Je passais de là à la géométrie élémentaire; car je n’ai jamais été plus loin, m’obstinant à vouloir vaincre mon peu de mémoire, à force de revenir cent et cent fois sur mes pas et de recommencer incessamment la même marche. Je ne goûtai pas celle d’Euclide, qui cherche plutôt la chaîne des démonstrations que la liaison des idées; je préférai la Géométrie du P. Lamy, qui dès lors devint un de mes auteurs favoris, et dont je relis encore avec plaisir les ouvrages. L’algèbre suivait, et ce fut toujours le P. Lamy que je pris pour guide. Quand je fus plus avancé, je pris la Science du calcul du P. Reynaud, puis son Analyse démontrée, que je n’ai fait qu’effleurer.
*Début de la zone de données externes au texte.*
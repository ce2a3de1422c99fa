//! Marker lifecycle: reconcile-by-identifier against the record collection.
//!
//! The manager keeps at most one marker per record identifier. Each
//! [`reconcile`](MarkerLifecycleManager::reconcile) pass:
//!
//! 1. Destroys markers whose record disappeared (or lost its coordinates).
//! 2. Recreates markers whose position, title, or style changed.
//! 3. Creates markers for placeable records that have none yet.
//! 4. Sets visibility from the predicate, touching the surface only on change.
//!
//! Filtering therefore never destroys or recreates a marker; only membership
//! changes in the record collection do.

use super::popup::InfoPopup;
use super::style::MarkerStyle;
use super::surface::{MapSurface, MarkerHandle};
use crate::domain::{GeoPoint, LocationRecord, RecordId};
use std::collections::{BTreeMap, HashSet};

#[derive(Debug, Clone)]
struct MarkerEntry {
    handle: MarkerHandle,
    visible: bool,
    position: GeoPoint,
    title: String,
    style: MarkerStyle,
}

impl MarkerEntry {
    fn is_current(&self, position: GeoPoint, title: &str, style: MarkerStyle) -> bool {
        self.position == position && self.title == title && self.style == style
    }
}

/// Counts from one reconciliation pass.
#[derive(Debug, Clone, Copy, Default, PartialEq, Eq)]
pub struct ReconcileStats {
    pub created: usize,
    pub destroyed: usize,
    pub visibility_changes: usize,
}

/// Owns every marker on a [`MapSurface`], keyed by record identifier.
pub struct MarkerLifecycleManager<S: MapSurface> {
    surface: S,
    entries: BTreeMap<RecordId, MarkerEntry>,
    excerpt_len: usize,
}

impl<S: MapSurface> MarkerLifecycleManager<S> {
    pub fn new(surface: S, excerpt_len: usize) -> Self {
        Self {
            surface,
            entries: BTreeMap::new(),
            excerpt_len,
        }
    }

    /// Brings the surface in line with `records`, showing those matching `predicate`.
    ///
    /// After this returns, the number of live markers equals the number of distinct
    /// records that have coordinates.
    pub fn reconcile<F>(&mut self, records: &[LocationRecord], predicate: F) -> ReconcileStats
    where
        F: Fn(&LocationRecord) -> bool,
    {
        let _span = tracing::debug_span!("reconcile_markers", records = records.len()).entered();
        let mut stats = ReconcileStats::default();

        let placeable: HashSet<RecordId> = records
            .iter()
            .filter(|record| record.position.is_some())
            .map(|record| record.id)
            .collect();

        let orphans: Vec<RecordId> = self
            .entries
            .keys()
            .filter(|id| !placeable.contains(id))
            .copied()
            .collect();
        for id in orphans {
            if let Some(entry) = self.entries.remove(&id) {
                self.surface.destroy_marker(entry.handle);
                stats.destroyed += 1;
            }
        }

        let mut seen = HashSet::with_capacity(placeable.len());
        for record in records {
            let Some(position) = record.position else {
                continue;
            };
            if !seen.insert(record.id) {
                continue;
            }

            let title = record.display_name();
            let style = MarkerStyle::for_difficulty(&record.difficulty);
            let wanted = predicate(record);

            if let Some(entry) = self.entries.get(&record.id) {
                if !entry.is_current(position, title, style) {
                    tracing::debug!(id = %record.id, "marker content changed, recreating");
                    self.surface.destroy_marker(entry.handle);
                    self.entries.remove(&record.id);
                    stats.destroyed += 1;
                }
            }

            match self.entries.get_mut(&record.id) {
                Some(entry) => {
                    if entry.visible != wanted {
                        self.surface.set_visible(entry.handle, wanted);
                        entry.visible = wanted;
                        stats.visibility_changes += 1;
                    }
                }
                None => {
                    let handle = self.surface.create_marker(position, title, style);
                    let popup = InfoPopup::from_record(record, self.excerpt_len);
                    self.surface.attach_click_handler(handle, Box::new(move || popup.clone()));
                    if !wanted {
                        self.surface.set_visible(handle, false);
                    }
                    self.entries.insert(
                        record.id,
                        MarkerEntry {
                            handle,
                            visible: wanted,
                            position,
                            title: title.to_string(),
                            style,
                        },
                    );
                    stats.created += 1;
                }
            }
        }

        tracing::debug!(
            live = self.entries.len(),
            created = stats.created,
            destroyed = stats.destroyed,
            visibility_changes = stats.visibility_changes,
            "markers reconciled"
        );
        stats
    }

    /// Destroys every marker. Safe to call more than once.
    pub fn teardown(&mut self) {
        if self.entries.is_empty() {
            return;
        }
        let count = self.entries.len();
        for (_, entry) in std::mem::take(&mut self.entries) {
            self.surface.destroy_marker(entry.handle);
        }
        tracing::debug!(count, "markers torn down");
    }

    #[must_use]
    pub const fn surface(&self) -> &S {
        &self.surface
    }

    #[must_use]
    pub fn len(&self) -> usize {
        self.entries.len()
    }

    #[must_use]
    pub fn is_empty(&self) -> bool {
        self.entries.is_empty()
    }

    #[must_use]
    pub fn handle(&self, id: RecordId) -> Option<MarkerHandle> {
        self.entries.get(&id).map(|entry| entry.handle)
    }

    /// Whether the record's marker is shown, or `None` if it has no marker.
    #[must_use]
    pub fn is_visible(&self, id: RecordId) -> Option<bool> {
        self.entries.get(&id).map(|entry| entry.visible)
    }

    #[must_use]
    pub fn visible_count(&self) -> usize {
        self.entries.values().filter(|entry| entry.visible).count()
    }
}

impl<S: MapSurface> Drop for MarkerLifecycleManager<S> {
    fn drop(&mut self) {
        self.teardown();
    }
}

#[cfg(test)]
mod tests {
    use super::*;
    use crate::domain::Difficulty;
    use crate::map::HeadlessSurface;

    fn park(id: i64, name: &str, difficulty: Difficulty) -> LocationRecord {
        let mut record = LocationRecord::new(RecordId(id), name);
        record.difficulty = difficulty;
        record.position = GeoPoint::new(40.7 + id as f64 * 0.01, -111.9);
        record.description = Some(format!("{name} is a park"));
        record
    }

    fn sample() -> Vec<LocationRecord> {
        vec![
            park(1, "Alpha", Difficulty::Beginner),
            park(2, "Bravo", Difficulty::Advanced),
            park(3, "Charlie", Difficulty::Intermediate),
        ]
    }

    #[test]
    fn reconcile_creates_one_marker_per_record() {
        let mut manager = MarkerLifecycleManager::new(HeadlessSurface::new(), 100);
        let stats = manager.reconcile(&sample(), |_| true);

        assert_eq!(stats.created, 3);
        assert_eq!(manager.len(), 3);
        assert_eq!(manager.surface().live_count(), 3);
        assert_eq!(manager.surface().visible_count(), 3);
    }

    #[test]
    fn repeated_reconcile_never_duplicates() {
        let records = sample();
        let mut manager = MarkerLifecycleManager::new(HeadlessSurface::new(), 100);
        manager.reconcile(&records, |_| true);
        let again = manager.reconcile(&records, |_| true);

        assert_eq!(again, ReconcileStats::default());
        assert_eq!(manager.surface().live_count(), 3);
        assert_eq!(manager.surface().created_total(), 3);
    }

    #[test]
    fn filtering_toggles_visibility_without_recreating() {
        let records = sample();
        let mut manager = MarkerLifecycleManager::new(HeadlessSurface::new(), 100);
        manager.reconcile(&records, |_| true);

        let stats = manager.reconcile(&records, |r| r.difficulty == Difficulty::Beginner);
        assert_eq!(stats.created, 0);
        assert_eq!(stats.destroyed, 0);
        assert_eq!(stats.visibility_changes, 2);
        assert_eq!(manager.surface().live_count(), 3);
        assert_eq!(manager.surface().visible_count(), 1);
        assert_eq!(manager.is_visible(RecordId(1)), Some(true));
        assert_eq!(manager.is_visible(RecordId(2)), Some(false));
        assert_eq!(manager.surface().created_total(), 3);
    }

    #[test]
    fn removed_records_lose_their_markers() {
        let mut records = sample();
        let mut manager = MarkerLifecycleManager::new(HeadlessSurface::new(), 100);
        manager.reconcile(&records, |_| true);

        records.remove(1);
        let stats = manager.reconcile(&records, |_| true);
        assert_eq!(stats.destroyed, 1);
        assert_eq!(manager.surface().live_count(), 2);
        assert!(manager.handle(RecordId(2)).is_none());
    }

    #[test]
    fn records_without_coordinates_get_no_marker() {
        let mut records = sample();
        records[0].position = None;
        let mut manager = MarkerLifecycleManager::new(HeadlessSurface::new(), 100);
        manager.reconcile(&records, |_| true);

        assert_eq!(manager.len(), 2);
        assert_eq!(manager.is_visible(RecordId(1)), None);
    }

    #[test]
    fn changed_position_recreates_the_marker() {
        let mut records = sample();
        let mut manager = MarkerLifecycleManager::new(HeadlessSurface::new(), 100);
        manager.reconcile(&records, |_| true);
        let before = manager.handle(RecordId(3));

        records[2].position = GeoPoint::new(41.0, -112.0);
        let stats = manager.reconcile(&records, |_| true);
        assert_eq!(stats.created, 1);
        assert_eq!(stats.destroyed, 1);
        assert_ne!(manager.handle(RecordId(3)), before);
        assert_eq!(manager.surface().live_count(), 3);
    }

    #[test]
    fn hidden_on_creation_when_predicate_rejects() {
        let mut manager = MarkerLifecycleManager::new(HeadlessSurface::new(), 100);
        manager.reconcile(&sample(), |r| r.has_lighting);

        assert_eq!(manager.surface().live_count(), 3);
        assert_eq!(manager.surface().visible_count(), 0);
    }

    #[test]
    fn click_opens_popup_for_the_record() {
        let mut manager = MarkerLifecycleManager::new(HeadlessSurface::new(), 5);
        manager.reconcile(&sample(), |_| true);

        let handle = manager.handle(RecordId(2)).expect("marker exists");
        let popup = manager.surface().click(handle).expect("click handler attached");
        assert_eq!(popup.title, "Bravo");
        assert_eq!(popup.excerpt, "Bravo...");
        assert_eq!(popup.details_path, "/parks/2");
    }

    #[test]
    fn teardown_destroys_everything_once() {
        let mut manager = MarkerLifecycleManager::new(HeadlessSurface::new(), 100);
        manager.reconcile(&sample(), |_| true);
        manager.teardown();
        manager.teardown();

        assert!(manager.is_empty());
        assert_eq!(manager.surface().live_count(), 0);
        assert_eq!(manager.surface().destroyed_total(), 3);
    }

    #[test]
    fn duplicate_ids_in_input_are_placed_once() {
        let mut records = sample();
        records.push(park(1, "Alpha", Difficulty::Beginner));
        let mut manager = MarkerLifecycleManager::new(HeadlessSurface::new(), 100);
        manager.reconcile(&records, |_| true);
        assert_eq!(manager.surface().live_count(), 3);
    }
}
Je n’ai jamais été assez loin pour bien sentir l’application de l’algèbre à la géométrie. Je n’aimais point cette manière d’opérer sans voir ce qu’on fait, et il me semblait que résoudre un problème de géométrie par les équations, c’était jouer un air en tournant une manivelle. La première fois que je trouvai par le calcul que le carré d’un binôme était composé du carré de chacune de ses parties, et du double produit de l’une par l’autre, malgré la justesse de ma multiplication, je n’en voulus rien croire jusqu’à ce que j’eusse fait la figure. Ce n’était pas que je n’eusse un grand goût pour l’algèbre en n’y considérant que la quantité abstraite; mais appliquée à l’étendue, je voulais voir l’opération sur les lignes; autrement je n’y comprenais plus rien.